Below are entries; output exactly the lines from the one with "#[command(author, version, about, long_about" to the one with "Show storage status", both included, and nothing else.

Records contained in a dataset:
--- START ---

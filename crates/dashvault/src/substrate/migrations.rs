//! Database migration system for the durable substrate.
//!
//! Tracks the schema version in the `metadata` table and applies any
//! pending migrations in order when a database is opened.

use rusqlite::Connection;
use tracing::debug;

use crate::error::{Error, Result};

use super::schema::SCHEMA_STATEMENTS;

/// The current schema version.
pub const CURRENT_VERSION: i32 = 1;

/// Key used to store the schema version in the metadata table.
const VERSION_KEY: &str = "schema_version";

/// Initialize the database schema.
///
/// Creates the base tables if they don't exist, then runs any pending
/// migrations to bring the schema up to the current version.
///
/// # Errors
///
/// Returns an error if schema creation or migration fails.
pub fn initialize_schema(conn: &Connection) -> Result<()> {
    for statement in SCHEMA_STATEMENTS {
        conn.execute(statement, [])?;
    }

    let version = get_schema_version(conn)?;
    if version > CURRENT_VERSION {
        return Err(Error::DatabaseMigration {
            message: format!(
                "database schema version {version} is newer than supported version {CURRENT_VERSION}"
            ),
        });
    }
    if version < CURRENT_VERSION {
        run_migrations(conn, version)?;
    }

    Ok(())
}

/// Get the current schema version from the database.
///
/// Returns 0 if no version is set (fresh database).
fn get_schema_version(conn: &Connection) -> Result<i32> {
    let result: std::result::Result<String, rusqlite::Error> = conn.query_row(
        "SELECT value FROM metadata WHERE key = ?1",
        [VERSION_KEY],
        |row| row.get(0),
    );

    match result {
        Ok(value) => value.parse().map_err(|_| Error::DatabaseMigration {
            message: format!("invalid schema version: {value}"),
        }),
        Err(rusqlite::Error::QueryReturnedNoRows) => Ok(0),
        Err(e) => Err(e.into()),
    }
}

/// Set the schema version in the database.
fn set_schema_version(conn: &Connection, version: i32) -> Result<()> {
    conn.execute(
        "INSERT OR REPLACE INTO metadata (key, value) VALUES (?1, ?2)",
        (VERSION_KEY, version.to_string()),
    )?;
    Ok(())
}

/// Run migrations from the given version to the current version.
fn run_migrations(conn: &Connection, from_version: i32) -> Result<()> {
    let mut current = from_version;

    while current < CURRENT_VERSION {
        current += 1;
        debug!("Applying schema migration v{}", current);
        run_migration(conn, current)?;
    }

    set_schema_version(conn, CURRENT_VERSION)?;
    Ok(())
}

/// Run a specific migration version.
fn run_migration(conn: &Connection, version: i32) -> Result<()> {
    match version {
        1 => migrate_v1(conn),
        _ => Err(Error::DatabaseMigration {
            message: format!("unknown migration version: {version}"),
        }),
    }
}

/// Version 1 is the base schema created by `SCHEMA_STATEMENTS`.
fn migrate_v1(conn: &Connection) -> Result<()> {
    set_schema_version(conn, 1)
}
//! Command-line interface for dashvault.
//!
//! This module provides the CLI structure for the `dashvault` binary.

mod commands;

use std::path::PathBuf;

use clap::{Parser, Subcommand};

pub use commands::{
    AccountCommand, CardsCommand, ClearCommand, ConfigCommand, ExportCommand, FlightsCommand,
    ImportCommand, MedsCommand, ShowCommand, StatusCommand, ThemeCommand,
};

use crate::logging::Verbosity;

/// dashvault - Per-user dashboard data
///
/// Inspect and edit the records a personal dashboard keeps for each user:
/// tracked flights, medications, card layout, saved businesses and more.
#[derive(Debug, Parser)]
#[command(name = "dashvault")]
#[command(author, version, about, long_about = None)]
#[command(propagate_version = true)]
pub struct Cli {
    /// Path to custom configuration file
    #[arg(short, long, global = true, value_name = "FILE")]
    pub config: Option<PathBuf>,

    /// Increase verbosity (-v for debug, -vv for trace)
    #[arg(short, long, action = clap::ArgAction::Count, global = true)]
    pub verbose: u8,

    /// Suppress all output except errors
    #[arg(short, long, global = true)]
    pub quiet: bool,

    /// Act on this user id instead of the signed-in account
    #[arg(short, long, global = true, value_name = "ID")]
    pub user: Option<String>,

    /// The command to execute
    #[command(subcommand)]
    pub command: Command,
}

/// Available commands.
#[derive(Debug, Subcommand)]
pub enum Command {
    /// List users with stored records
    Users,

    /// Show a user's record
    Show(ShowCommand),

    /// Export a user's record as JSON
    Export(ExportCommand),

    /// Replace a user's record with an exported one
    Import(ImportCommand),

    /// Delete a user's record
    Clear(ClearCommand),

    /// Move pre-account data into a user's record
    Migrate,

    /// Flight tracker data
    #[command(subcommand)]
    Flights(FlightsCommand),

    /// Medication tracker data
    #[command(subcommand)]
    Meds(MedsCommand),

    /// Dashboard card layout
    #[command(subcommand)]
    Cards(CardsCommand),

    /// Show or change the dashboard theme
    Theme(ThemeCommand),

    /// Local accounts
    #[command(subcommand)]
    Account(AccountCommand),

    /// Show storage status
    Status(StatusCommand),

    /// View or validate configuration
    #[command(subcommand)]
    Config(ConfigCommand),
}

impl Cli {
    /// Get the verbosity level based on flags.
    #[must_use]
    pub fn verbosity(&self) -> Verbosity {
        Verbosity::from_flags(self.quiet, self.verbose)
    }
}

--- END ---

Written response:
#[command(author, version, about, long_about = None)]
#[command(propagate_version = true)]
pub struct Cli {
    /// Path to custom configuration file
    #[arg(short, long, global = true, value_name = "FILE")]
    pub config: Option<PathBuf>,

    /// Increase verbosity (-v for debug, -vv for trace)
    #[arg(short, long, action = clap::ArgAction::Count, global = true)]
    pub verbose: u8,

    /// Suppress all output except errors
    #[arg(short, long, global = true)]
    pub quiet: bool,

    /// Act on this user id instead of the signed-in account
    #[arg(short, long, global = true, value_name = "ID")]
    pub user: Option<String>,

    /// The command to execute
    #[command(subcommand)]
    pub command: Command,
}

/// Available commands.
#[derive(Debug, Subcommand)]
pub enum Command {
    /// List users with stored records
    Users,

    /// Show a user's record
    Show(ShowCommand),

    /// Export a user's record as JSON
    Export(ExportCommand),

    /// Replace a user's record with an exported one
    Import(ImportCommand),

    /// Delete a user's record
    Clear(ClearCommand),

    /// Move pre-account data into a user's record
    Migrate,

    /// Flight tracker data
    #[command(subcommand)]
    Flights(FlightsCommand),

    /// Medication tracker data
    #[command(subcommand)]
    Meds(MedsCommand),

    /// Dashboard card layout
    #[command(subcommand)]
    Cards(CardsCommand),

    /// Show or change the dashboard theme
    Theme(ThemeCommand),

    /// Local accounts
    #[command(subcommand)]
    Account(AccountCommand),

    /// Show storage status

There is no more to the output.